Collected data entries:
● ● ● ● ●

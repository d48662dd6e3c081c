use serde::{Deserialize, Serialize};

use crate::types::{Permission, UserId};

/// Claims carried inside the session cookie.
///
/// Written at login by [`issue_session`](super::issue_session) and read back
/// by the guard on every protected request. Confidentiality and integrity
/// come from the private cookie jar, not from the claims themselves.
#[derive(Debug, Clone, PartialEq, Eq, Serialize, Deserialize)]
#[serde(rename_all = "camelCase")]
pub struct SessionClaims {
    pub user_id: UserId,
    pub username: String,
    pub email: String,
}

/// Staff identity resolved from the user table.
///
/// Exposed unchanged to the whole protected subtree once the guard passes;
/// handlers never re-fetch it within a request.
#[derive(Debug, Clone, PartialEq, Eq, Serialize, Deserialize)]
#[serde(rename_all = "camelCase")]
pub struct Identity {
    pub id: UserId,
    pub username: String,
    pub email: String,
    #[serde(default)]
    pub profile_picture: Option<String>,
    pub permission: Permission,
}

● ● ● ● ●

**Task prompt:** Go through the data and copy each line exactly as it was written.

**Your response:**
repository d48662dd6e3c081c
use serde::{Deserialize, Serialize};

use crate::types::{Permission, UserId};

/// Claims carried inside the session cookie.
///
/// Written at login by [`issue_session`](super::issue_session) and read back
/// by the guard on every protected request. Confidentiality and integrity
/// come from the private cookie jar, not from the claims themselves.
#[derive(Debug, Clone, PartialEq, Eq, Serialize, Deserialize)]
#[serde(rename_all = "camelCase")]
pub struct SessionClaims {
    pub user_id: UserId,
    pub username: String,
    pub email: String,
}

/// Staff identity resolved from the user table.
///
/// Exposed unchanged to the whole protected subtree once the guard passes;
/// handlers never re-fetch it within a request.
#[derive(Debug, Clone, PartialEq, Eq, Serialize, Deserialize)]
#[serde(rename_all = "camelCase")]
pub struct Identity {
    pub id: UserId,
    pub username: String,
    pub email: String,
    #[serde(default)]
    pub profile_picture: Option<String>,
    pub permission: Permission,
}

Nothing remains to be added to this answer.